• **Exercise instructions**: An answer that reproduces all the entries exactly is what is needed.

Records for the task: Begin

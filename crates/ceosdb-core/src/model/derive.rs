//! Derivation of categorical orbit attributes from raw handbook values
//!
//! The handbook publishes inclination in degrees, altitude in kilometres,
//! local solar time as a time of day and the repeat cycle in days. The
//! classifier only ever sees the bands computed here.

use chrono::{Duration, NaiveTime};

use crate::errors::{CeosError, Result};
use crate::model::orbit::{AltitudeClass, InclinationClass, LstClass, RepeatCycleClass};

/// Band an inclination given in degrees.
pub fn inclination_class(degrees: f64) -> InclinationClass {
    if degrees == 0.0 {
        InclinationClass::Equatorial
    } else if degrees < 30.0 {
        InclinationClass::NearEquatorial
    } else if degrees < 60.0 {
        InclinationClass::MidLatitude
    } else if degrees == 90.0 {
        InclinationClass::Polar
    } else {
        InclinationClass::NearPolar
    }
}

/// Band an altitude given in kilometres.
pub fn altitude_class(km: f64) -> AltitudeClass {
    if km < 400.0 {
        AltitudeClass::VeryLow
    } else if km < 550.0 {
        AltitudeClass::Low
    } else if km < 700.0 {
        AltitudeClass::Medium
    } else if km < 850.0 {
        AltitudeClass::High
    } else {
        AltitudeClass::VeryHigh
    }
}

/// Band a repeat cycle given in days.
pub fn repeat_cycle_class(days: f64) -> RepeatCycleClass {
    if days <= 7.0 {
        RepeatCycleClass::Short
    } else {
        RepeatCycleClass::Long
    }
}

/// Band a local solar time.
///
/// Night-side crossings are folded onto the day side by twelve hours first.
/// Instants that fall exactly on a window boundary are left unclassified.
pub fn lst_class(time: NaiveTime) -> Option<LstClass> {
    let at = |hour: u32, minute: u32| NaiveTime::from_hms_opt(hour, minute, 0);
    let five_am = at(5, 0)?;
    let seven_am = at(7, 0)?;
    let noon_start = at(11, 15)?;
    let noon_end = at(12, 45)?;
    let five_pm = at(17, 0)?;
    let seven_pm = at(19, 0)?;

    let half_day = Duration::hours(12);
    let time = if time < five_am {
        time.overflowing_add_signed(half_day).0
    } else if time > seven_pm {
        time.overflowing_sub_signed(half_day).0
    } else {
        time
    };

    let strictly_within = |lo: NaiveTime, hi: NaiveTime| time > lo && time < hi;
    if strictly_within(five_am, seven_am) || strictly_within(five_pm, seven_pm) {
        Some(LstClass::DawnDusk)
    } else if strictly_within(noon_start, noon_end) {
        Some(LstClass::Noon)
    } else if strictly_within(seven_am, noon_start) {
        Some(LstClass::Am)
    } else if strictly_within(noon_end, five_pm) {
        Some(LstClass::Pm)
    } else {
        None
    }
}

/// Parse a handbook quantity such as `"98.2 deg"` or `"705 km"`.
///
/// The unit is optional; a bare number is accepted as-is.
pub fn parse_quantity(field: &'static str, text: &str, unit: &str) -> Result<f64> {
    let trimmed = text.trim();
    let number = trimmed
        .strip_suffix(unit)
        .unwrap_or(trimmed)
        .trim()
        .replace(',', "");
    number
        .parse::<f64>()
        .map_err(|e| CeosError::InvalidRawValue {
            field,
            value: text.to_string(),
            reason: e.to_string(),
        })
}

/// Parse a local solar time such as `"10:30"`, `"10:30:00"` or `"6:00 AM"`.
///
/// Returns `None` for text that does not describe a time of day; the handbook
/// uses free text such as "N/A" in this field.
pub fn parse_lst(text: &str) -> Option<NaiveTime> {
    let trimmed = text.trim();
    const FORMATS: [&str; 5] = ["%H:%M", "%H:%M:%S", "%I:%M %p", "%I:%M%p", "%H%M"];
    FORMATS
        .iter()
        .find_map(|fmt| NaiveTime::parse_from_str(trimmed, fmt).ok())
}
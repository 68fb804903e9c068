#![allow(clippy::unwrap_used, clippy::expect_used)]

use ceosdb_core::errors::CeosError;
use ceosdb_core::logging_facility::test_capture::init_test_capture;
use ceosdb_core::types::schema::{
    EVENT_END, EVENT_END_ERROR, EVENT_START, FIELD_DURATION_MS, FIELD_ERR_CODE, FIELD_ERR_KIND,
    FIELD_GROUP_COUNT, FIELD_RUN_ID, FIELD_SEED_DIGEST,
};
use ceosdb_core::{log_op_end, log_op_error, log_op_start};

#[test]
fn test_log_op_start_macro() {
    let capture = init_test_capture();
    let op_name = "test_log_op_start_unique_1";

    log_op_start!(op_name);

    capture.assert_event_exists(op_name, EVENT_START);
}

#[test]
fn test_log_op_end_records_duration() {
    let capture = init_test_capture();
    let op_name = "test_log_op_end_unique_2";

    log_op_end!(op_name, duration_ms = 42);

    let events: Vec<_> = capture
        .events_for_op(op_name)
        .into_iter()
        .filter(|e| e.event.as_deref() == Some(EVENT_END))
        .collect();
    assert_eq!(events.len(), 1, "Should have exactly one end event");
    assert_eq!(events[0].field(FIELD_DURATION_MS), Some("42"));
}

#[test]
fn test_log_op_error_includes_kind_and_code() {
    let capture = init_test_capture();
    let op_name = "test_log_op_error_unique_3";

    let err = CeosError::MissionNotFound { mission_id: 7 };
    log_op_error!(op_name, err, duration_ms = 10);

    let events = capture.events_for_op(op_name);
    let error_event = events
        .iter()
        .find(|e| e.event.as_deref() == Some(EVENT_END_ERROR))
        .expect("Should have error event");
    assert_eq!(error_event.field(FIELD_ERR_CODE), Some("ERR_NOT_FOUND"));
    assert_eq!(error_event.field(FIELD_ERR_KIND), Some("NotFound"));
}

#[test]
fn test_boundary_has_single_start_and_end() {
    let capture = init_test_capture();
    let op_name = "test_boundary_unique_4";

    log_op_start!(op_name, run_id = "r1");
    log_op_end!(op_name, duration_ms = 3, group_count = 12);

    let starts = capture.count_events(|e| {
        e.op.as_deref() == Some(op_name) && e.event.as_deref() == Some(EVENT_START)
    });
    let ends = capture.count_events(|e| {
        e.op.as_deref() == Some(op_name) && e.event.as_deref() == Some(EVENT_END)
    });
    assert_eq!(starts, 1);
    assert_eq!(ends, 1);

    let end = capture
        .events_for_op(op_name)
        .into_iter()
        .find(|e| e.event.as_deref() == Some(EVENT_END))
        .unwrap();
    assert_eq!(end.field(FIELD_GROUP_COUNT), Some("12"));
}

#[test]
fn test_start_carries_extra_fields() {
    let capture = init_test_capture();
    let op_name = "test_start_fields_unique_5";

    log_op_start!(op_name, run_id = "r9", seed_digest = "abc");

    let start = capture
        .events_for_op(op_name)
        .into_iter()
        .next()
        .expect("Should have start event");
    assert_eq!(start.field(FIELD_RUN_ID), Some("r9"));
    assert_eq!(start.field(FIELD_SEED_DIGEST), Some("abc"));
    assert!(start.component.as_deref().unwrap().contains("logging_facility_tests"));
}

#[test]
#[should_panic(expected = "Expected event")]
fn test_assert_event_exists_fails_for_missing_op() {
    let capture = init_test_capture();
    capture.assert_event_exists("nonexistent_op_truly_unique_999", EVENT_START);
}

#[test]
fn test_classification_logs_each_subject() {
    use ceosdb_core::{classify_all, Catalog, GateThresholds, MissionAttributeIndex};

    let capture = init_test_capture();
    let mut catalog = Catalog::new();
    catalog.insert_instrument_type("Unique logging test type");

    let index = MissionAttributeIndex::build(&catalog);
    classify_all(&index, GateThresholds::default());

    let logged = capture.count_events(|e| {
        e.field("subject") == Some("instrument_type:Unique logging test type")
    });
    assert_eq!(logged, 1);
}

Records for the task: End

• **Answer to the exercise**:
filename crates/ceosdb-core/src/model/derive.rs
//! Derivation of categorical orbit attributes from raw handbook values
//!
//! The handbook publishes inclination in degrees, altitude in kilometres,
//! local solar time as a time of day and the repeat cycle in days. The
//! classifier only ever sees the bands computed here.

use chrono::{Duration, NaiveTime};

use crate::errors::{CeosError, Result};
use crate::model::orbit::{AltitudeClass, InclinationClass, LstClass, RepeatCycleClass};

/// Band an inclination given in degrees.
pub fn inclination_class(degrees: f64) -> InclinationClass {
    if degrees == 0.0 {
        InclinationClass::Equatorial
    } else if degrees < 30.0 {
        InclinationClass::NearEquatorial
    } else if degrees < 60.0 {
        InclinationClass::MidLatitude
    } else if degrees == 90.0 {
        InclinationClass::Polar
    } else {
        InclinationClass::NearPolar
    }
}

/// Band an altitude given in kilometres.
pub fn altitude_class(km: f64) -> AltitudeClass {
    if km < 400.0 {
        AltitudeClass::VeryLow
    } else if km < 550.0 {
        AltitudeClass::Low
    } else if km < 700.0 {
        AltitudeClass::Medium
    } else if km < 850.0 {
        AltitudeClass::High
    } else {
        AltitudeClass::VeryHigh
    }
}

/// Band a repeat cycle given in days.
pub fn repeat_cycle_class(days: f64) -> RepeatCycleClass {
    if days <= 7.0 {
        RepeatCycleClass::Short
    } else {
        RepeatCycleClass::Long
    }
}

/// Band a local solar time.
///
/// Night-side crossings are folded onto the day side by twelve hours first.
/// Instants that fall exactly on a window boundary are left unclassified.
pub fn lst_class(time: NaiveTime) -> Option<LstClass> {
    let at = |hour: u32, minute: u32| NaiveTime::from_hms_opt(hour, minute, 0);
    let five_am = at(5, 0)?;
    let seven_am = at(7, 0)?;
    let noon_start = at(11, 15)?;
    let noon_end = at(12, 45)?;
    let five_pm = at(17, 0)?;
    let seven_pm = at(19, 0)?;

    let half_day = Duration::hours(12);
    let time = if time < five_am {
        time.overflowing_add_signed(half_day).0
    } else if time > seven_pm {
        time.overflowing_sub_signed(half_day).0
    } else {
        time
    };

    let strictly_within = |lo: NaiveTime, hi: NaiveTime| time > lo && time < hi;
    if strictly_within(five_am, seven_am) || strictly_within(five_pm, seven_pm) {
        Some(LstClass::DawnDusk)
    } else if strictly_within(noon_start, noon_end) {
        Some(LstClass::Noon)
    } else if strictly_within(seven_am, noon_start) {
        Some(LstClass::Am)
    } else if strictly_within(noon_end, five_pm) {
        Some(LstClass::Pm)
    } else {
        None
    }
}

/// Parse a handbook quantity such as `"98.2 deg"` or `"705 km"`.
///
/// The unit is optional; a bare number is accepted as-is.
pub fn parse_quantity(field: &'static str, text: &str, unit: &str) -> Result<f64> {
    let trimmed = text.trim();
    let number = trimmed
        .strip_suffix(unit)
        .unwrap_or(trimmed)
        .trim()
        .replace(',', "");
    number
        .parse::<f64>()
        .map_err(|e| CeosError::InvalidRawValue {
            field,
            value: text.to_string(),
            reason: e.to_string(),
        })
}

/// Parse a local solar time such as `"10:30"`, `"10:30:00"` or `"6:00 AM"`.
///
/// Returns `None` for text that does not describe a time of day; the handbook
/// uses free text such as "N/A" in this field.
pub fn parse_lst(text: &str) -> Option<NaiveTime> {
    let trimmed = text.trim();
    const FORMATS: [&str; 5] = ["%H:%M", "%H:%M:%S", "%I:%M %p", "%I:%M%p", "%H%M"];
    FORMATS
        .iter()
        .find_map(|fmt| NaiveTime::parse_from_str(trimmed, fmt).ok())
}
repository 68fb804903e9c068
#![allow(clippy::unwrap_used, clippy::expect_used)]

use ceosdb_core::errors::CeosError;
use ceosdb_core::logging_facility::test_capture::init_test_capture;
use ceosdb_core::types::schema::{
    EVENT_END, EVENT_END_ERROR, EVENT_START, FIELD_DURATION_MS, FIELD_ERR_CODE, FIELD_ERR_KIND,
    FIELD_GROUP_COUNT, FIELD_RUN_ID, FIELD_SEED_DIGEST,
};
use ceosdb_core::{log_op_end, log_op_error, log_op_start};

#[test]
fn test_log_op_start_macro() {
    let capture = init_test_capture();
    let op_name = "test_log_op_start_unique_1";

    log_op_start!(op_name);

    capture.assert_event_exists(op_name, EVENT_START);
}

#[test]
fn test_log_op_end_records_duration() {
    let capture = init_test_capture();
    let op_name = "test_log_op_end_unique_2";

    log_op_end!(op_name, duration_ms = 42);

    let events: Vec<_> = capture
        .events_for_op(op_name)
        .into_iter()
        .filter(|e| e.event.as_deref() == Some(EVENT_END))
        .collect();
    assert_eq!(events.len(), 1, "Should have exactly one end event");
    assert_eq!(events[0].field(FIELD_DURATION_MS), Some("42"));
}

#[test]
fn test_log_op_error_includes_kind_and_code() {
    let capture = init_test_capture();
    let op_name = "test_log_op_error_unique_3";

    let err = CeosError::MissionNotFound { mission_id: 7 };
    log_op_error!(op_name, err, duration_ms = 10);

    let events = capture.events_for_op(op_name);
    let error_event = events
        .iter()
        .find(|e| e.event.as_deref() == Some(EVENT_END_ERROR))
        .expect("Should have error event");
    assert_eq!(error_event.field(FIELD_ERR_CODE), Some("ERR_NOT_FOUND"));
    assert_eq!(error_event.field(FIELD_ERR_KIND), Some("NotFound"));
}

#[test]
fn test_boundary_has_single_start_and_end() {
    let capture = init_test_capture();
    let op_name = "test_boundary_unique_4";

    log_op_start!(op_name, run_id = "r1");
    log_op_end!(op_name, duration_ms = 3, group_count = 12);

    let starts = capture.count_events(|e| {
        e.op.as_deref() == Some(op_name) && e.event.as_deref() == Some(EVENT_START)
    });
    let ends = capture.count_events(|e| {
        e.op.as_deref() == Some(op_name) && e.event.as_deref() == Some(EVENT_END)
    });
    assert_eq!(starts, 1);
    assert_eq!(ends, 1);

    let end = capture
        .events_for_op(op_name)
        .into_iter()
        .find(|e| e.event.as_deref() == Some(EVENT_END))
        .unwrap();
    assert_eq!(end.field(FIELD_GROUP_COUNT), Some("12"));
}

#[test]
fn test_start_carries_extra_fields() {
    let capture = init_test_capture();
    let op_name = "test_start_fields_unique_5";

    log_op_start!(op_name, run_id = "r9", seed_digest = "abc");

    let start = capture
        .events_for_op(op_name)
        .into_iter()
        .next()
        .expect("Should have start event");
    assert_eq!(start.field(FIELD_RUN_ID), Some("r9"));
    assert_eq!(start.field(FIELD_SEED_DIGEST), Some("abc"));
    assert!(start.component.as_deref().unwrap().contains("logging_facility_tests"));
}

#[test]
#[should_panic(expected = "Expected event")]
fn test_assert_event_exists_fails_for_missing_op() {
    let capture = init_test_capture();
    capture.assert_event_exists("nonexistent_op_truly_unique_999", EVENT_START);
}

#[test]
fn test_classification_logs_each_subject() {
    use ceosdb_core::{classify_all, Catalog, GateThresholds, MissionAttributeIndex};

    let capture = init_test_capture();
    let mut catalog = Catalog::new();
    catalog.insert_instrument_type("Unique logging test type");

    let index = MissionAttributeIndex::build(&catalog);
    classify_all(&index, GateThresholds::default());

    let logged = capture.count_events(|e| {
        e.field("subject") == Some("instrument_type:Unique logging test type")
    });
    assert_eq!(logged, 1);
}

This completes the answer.